6. If on a Winter's Night a Traveler by Italo Calvino

I mean, just look at that title. I'll admit that If on a winter's night a traveler is a pretentious title, and there's no getting around that. But the book itself is weird, experimental, but utterly enjoyable and even kind of adorable. The first chapter begins with You, the reader, about to read Italo Calvino's If on a winter's night a traveler. But, when you get to the first chapter, you realize that it's not the right book at all. The result is a meta-fictional wild goose chase for the right book, complete with ten different first chapters for the wrong book, all written in different styles. It's a clever, insightful, beautiful and somewhat goofy testament to the power of reading.

7. Disgrace by J.M. Coetzee

Disgrace is one of those intelligently written novels with a narrator who you want to punch in the face. He's just the WORST. Coetzee's "hero" is David Lurie, a teacher of Romantic poetry in Cape Town, who's involved in an "affair" with his student. When the affair ends in him leaving in disgrace, however, he's forced to confront himself and his strained relationship with his daughter. Just kidding. He spends the rest of the novel avoiding confronting these things, while Coetzee explores the toxic nature of white male privilege in South Africa.

8. Orlando by Virginia Woolf

You know how it is. One minute you're a young English nobleman talking to Queen Elizabeth I. The next minute you wake up to find that you've become a woman overnight. Also you're immortal. Maybe you don't know how it is, but Virginia Woolf's Orlando certainly does. This book is both playful and heartfelt, filled with humor and wit, and Woolf seems to have figured out that gender is a social construct a few years before everybody else did. It might take Orlando an extra century or so, but he/she comes of age eventually, finding an identity for themselves that exists beyond gender. 

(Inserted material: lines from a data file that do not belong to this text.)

//! Proposal votes extracted from vote transactions.

use crate::ledger::types::RawTransaction;
use crate::tx::msg::{MessageKind, VoteOption};
use crate::tx::parse::parse_tx;
use crate::tx::Page;
use serde::{Deserialize, Serialize};

#[derive(Clone, Debug, PartialEq, Serialize, Deserialize)]
pub struct Vote {
    pub txhash: String,
    pub proposal_id: String,
    pub answer: VoteOption,
    pub voter: String,
    pub success: bool,
}

/// Every `MsgVote` in `txs`, in input order.
pub fn votes_in(txs: &[RawTransaction]) -> Vec<Vote> {
    txs.iter()
        .flat_map(|tx| {
            let parsed = parse_tx(tx, None);
            let txhash = parsed.txhash;
            parsed.msgs.into_iter().filter_map(move |ev| match ev.kind {
                MessageKind::Vote {
                    proposal_id,
                    voter,
                    option,
                } => Some(Vote {
                    txhash: txhash.clone(),
                    proposal_id,
                    answer: option,
                    voter,
                    success: ev.success,
                }),
                _ => None,
            })
        })
        .collect()
}

/// Each voter's latest vote (`txs` oldest first), optionally filtered by answer, paginated.
pub fn proposal_votes(
    txs: &[RawTransaction],
    option: Option<&VoteOption>,
    page: usize,
    limit: usize,
) -> Page<Vote> {
    let mut unique: Vec<Vote> = Vec::new();
    for vote in votes_in(txs).into_iter().rev() {
        if !unique.iter().any(|v| v.voter == vote.voter) {
            unique.push(vote);
        }
    }
    if let Some(option) = option {
        unique.retain(|v| &v.answer == option);
    }
    Page::paginate(unique, page, limit)
}

/// Number of votes whose message executed successfully.
pub fn successful_vote_count(votes: &[Vote]) -> usize {
    votes.iter().filter(|v| v.success).count()
}
//! Additive merge of denom-keyed amounts.

use bigdecimal::BigDecimal;
use std::collections::BTreeMap;

/// Denom → amount. Ordered so that iteration, and therefore output, is deterministic.
pub type DenomAmounts = BTreeMap<String, BigDecimal>;

/// Fold `src` into `acc`, adding amounts that share a denom.
///
/// Commutative and associative: any merge order over the same inputs yields the same map.
pub fn additive_merge(acc: &mut DenomAmounts, src: &DenomAmounts) {
    for (denom, amount) in src {
        acc.entry(denom.clone())
            .and_modify(|cur| *cur += amount)
            .or_insert_with(|| amount.clone());
    }
}

#[cfg(test)]
mod tests {
    use super::*;
    use crate::math::{format, parse};

    fn map(entries: &[(&str, &str)]) -> DenomAmounts {
        entries
            .iter()
            .map(|(d, a)| (d.to_string(), parse(a).unwrap()))
            .collect()
    }

    #[test]
    fn merge_adds_shared_denoms() {
        let mut acc = map(&[("uluna", "10"), ("uusd", "1.5")]);
        additive_merge(&mut acc, &map(&[("uluna", "5"), ("ukrw", "7")]));
        assert_eq!(format(&acc["uluna"]), "15");
        assert_eq!(format(&acc["uusd"]), "1.5");
        assert_eq!(format(&acc["ukrw"]), "7");
    }

    #[test]
    fn merge_order_does_not_matter() {
        let parts = [
            map(&[("uluna", "1")]),
            map(&[("uluna", "2"), ("uusd", "3")]),
            map(&[("uusd", "0.25")]),
        ];
        let mut forward = DenomAmounts::new();
        for p in &parts {
            additive_merge(&mut forward, p);
        }
        let mut backward = DenomAmounts::new();
        for p in parts.iter().rev() {
            additive_merge(&mut backward, p);
        }
        assert_eq!(forward, backward);
    }
}
//! Ledger-node payloads, client, and timestamp normalization.

pub mod client;
mod normalize;
pub mod types;

pub use client::{LcdClient, LcdConfig, LedgerClient, LedgerError};
pub use normalize::{
    day_key, minute_bucket_before, parse_time_bound, parse_time_rfc3339, start_of_day,
    yesterday_window, NormalizeError,
};
pub use types::{BlockReward, Coin, EventAttribute, RawEvent, RawLog, RawMessage, RawTransaction};
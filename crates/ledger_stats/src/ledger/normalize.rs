//! Timestamp parsing and bucket arithmetic.

use thiserror::Error;
use time::format_description::well_known::Rfc3339;
use time::macros::format_description;
use time::{Date, Duration, OffsetDateTime, Time};

#[derive(Error, Debug)]
pub enum NormalizeError {
    #[error("invalid timestamp: {0}")]
    InvalidTimestamp(String),
    #[error("invalid time: {0}")]
    InvalidTime(String),
}

/// Parse RFC3339 timestamp.
pub fn parse_time_rfc3339(s: &str) -> Result<OffsetDateTime, NormalizeError> {
    OffsetDateTime::parse(s.trim(), &Rfc3339).map_err(|e| NormalizeError::InvalidTime(e.to_string()))
}

/// Accept either a unix timestamp in seconds or an RFC3339 string.
pub fn parse_time_bound(s: &str) -> Result<OffsetDateTime, NormalizeError> {
    let s = s.trim();
    if let Ok(secs) = s.parse::<i64>() {
        return OffsetDateTime::from_unix_timestamp(secs)
            .map_err(|_| NormalizeError::InvalidTimestamp(s.to_string()));
    }
    parse_time_rfc3339(s)
}

/// Start of the whole minute preceding the minute that contains `now`.
pub fn minute_bucket_before(now: OffsetDateTime) -> (OffsetDateTime, OffsetDateTime) {
    let ts = now.unix_timestamp();
    let start = ts - ts.rem_euclid(60) - 60;
    let start = OffsetDateTime::from_unix_timestamp(start).unwrap_or(OffsetDateTime::UNIX_EPOCH);
    (start, start + Duration::minutes(1))
}

pub fn start_of_day(t: OffsetDateTime) -> OffsetDateTime {
    t.to_offset(time::UtcOffset::UTC).replace_time(Time::MIDNIGHT)
}

/// `[start of yesterday, start of today)` in UTC.
pub fn yesterday_window(now: OffsetDateTime) -> (OffsetDateTime, OffsetDateTime) {
    let today = start_of_day(now);
    (today - Duration::days(1), today)
}

/// `YYYY-MM-DD`.
pub fn day_key(date: Date) -> String {
    let fmt = format_description!("[year]-[month]-[day]");
    date.format(&fmt).unwrap_or_default()
}

#[cfg(test)]
mod tests {
    use super::*;
    use time::macros::datetime;

    #[test]
    fn bound_from_unix() {
        let t = parse_time_bound("86400").unwrap();
        assert_eq!(t, datetime!(1970-01-02 0:00 UTC));
    }

    #[test]
    fn bound_from_rfc3339() {
        let t = parse_time_bound("2020-06-01T12:30:00Z").unwrap();
        assert_eq!(t, datetime!(2020-06-01 12:30 UTC));
    }

    #[test]
    fn bound_invalid() {
        assert!(parse_time_bound("yesterday").is_err());
    }

    #[test]
    fn minute_bucket_is_previous_whole_minute() {
        let (start, end) = minute_bucket_before(datetime!(2020-06-01 12:30:45 UTC));
        assert_eq!(start, datetime!(2020-06-01 12:29 UTC));
        assert_eq!(end, datetime!(2020-06-01 12:30 UTC));
    }

    #[test]
    fn yesterday_window_spans_one_day() {
        let (from, to) = yesterday_window(datetime!(2020-06-02 08:00 UTC));
        assert_eq!(from, datetime!(2020-06-01 0:00 UTC));
        assert_eq!(to, datetime!(2020-06-02 0:00 UTC));
    }

    #[test]
    fn day_key_format() {
        assert_eq!(day_key(datetime!(2020-06-02 08:00 UTC).date()), "2020-06-02");
    }
}
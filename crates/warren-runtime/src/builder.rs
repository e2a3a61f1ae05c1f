//! 根容器构建器
//!
//! 使用建造者模式创建容器树的根节点：给定名称、模式、选项和日志
//! 回调，构建时按模式的加载器列表顺序在普通模式下解析全部服务。

use crate::arena::{ContainerArena, ContainerNode};
use crate::container::Container;
use crate::resolver;
use std::collections::HashMap;
use std::sync::Arc;
use tracing::info;
use warren_core::{ConfigMap, ContainerSchema, DependencyResult, LogCallback};

/// 根容器构建器
pub struct ContainerBuilder {
    name: String,
    schema: ContainerSchema,
    child_schemas: HashMap<String, ContainerSchema>,
    options: ConfigMap,
    log: Option<LogCallback>,
    resolve_on_build: bool,
}

impl ContainerBuilder {
    /// 创建新的构建器
    pub fn new(name: impl Into<String>) -> Self {
        Self {
            name: name.into(),
            schema: ContainerSchema::new(),
            child_schemas: HashMap::new(),
            options: ConfigMap::new(),
            log: None,
            resolve_on_build: true,
        }
    }

    /// 设置容器模式
    pub fn schema(mut self, schema: ContainerSchema) -> Self {
        self.schema = schema;
        self
    }

    /// 预注册子容器模式
    ///
    /// 以该名称分叉时，这里注册的模式会参与累积合并
    pub fn child_schema(mut self, name: impl Into<String>, schema: ContainerSchema) -> Self {
        self.child_schemas.insert(name.into(), schema);
        self
    }

    /// 构建时是否立即解析模式中的全部服务
    ///
    /// 默认开启；关闭后服务在首次显式加载或分叉时才创建
    pub fn resolve_on_build(mut self, enabled: bool) -> Self {
        self.resolve_on_build = enabled;
        self
    }

    /// 设置容器选项
    ///
    /// 非对象的 JSON 值会被忽略
    pub fn options(mut self, options: serde_json::Value) -> Self {
        if let serde_json::Value::Object(map) = options {
            self.options = map;
        }
        self
    }

    /// 注入日志回调
    ///
    /// 回调由根容器持有，所有分叉出的子容器按引用继承
    pub fn log<F>(mut self, callback: F) -> Self
    where
        F: Fn(&str) + Send + Sync + 'static,
    {
        self.log = Some(Arc::new(callback));
        self
    }

    /// 构建根容器并解析模式中的全部服务
    ///
    /// 解析失败原样向上传播；已解析的服务保留在容器中
    pub async fn build(self) -> DependencyResult<Container> {
        let arena = Arc::new(ContainerArena::new());

        let loaders = self.schema.loaders.clone();
        let mut schema_map = HashMap::new();
        schema_map.insert(self.name.clone(), self.schema);
        for (name, schema) in self.child_schemas {
            schema_map.entry(name).or_insert(schema);
        }

        let root_id = arena.alloc(ContainerNode::new(
            &self.name,
            schema_map,
            None,
            self.options,
            self.log,
        ));

        info!("构建根容器: {}", self.name);

        if self.resolve_on_build {
            for loader in &loaders {
                if resolver::service_present(&arena, root_id, loader.name()) {
                    continue;
                }

                let mut dependency_stack = Vec::new();
                resolver::load_service_inner(
                    &arena,
                    root_id,
                    loader.name(),
                    false,
                    &mut dependency_stack,
                )
                .await?;
            }
        }

        Ok(Container::from_parts(arena, root_id))
    }
}

impl Container {
    /// 创建根容器构建器
    pub fn builder(name: impl Into<String>) -> ContainerBuilder {
        ContainerBuilder::new(name)
    }
}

9. One Hundred Years of Solitude by Gabriel Garcia Marquez

One town, one family, one hundred years — in that time and space, Gabriel Garcia Marquez is able to explore just about every aspect of the human race. OK, so that might be a tad hyperbolic, but Marquez does do a beautiful job of finding the absurdity and the tragedy in all of his characters, and in building a world where myth and truth and thunderstorms of yellow flowers can all co-exist peacefully. But no matter the complexities of the town of Macondo, One Hundred Years of Solitude is never pompous, and always a joy to read.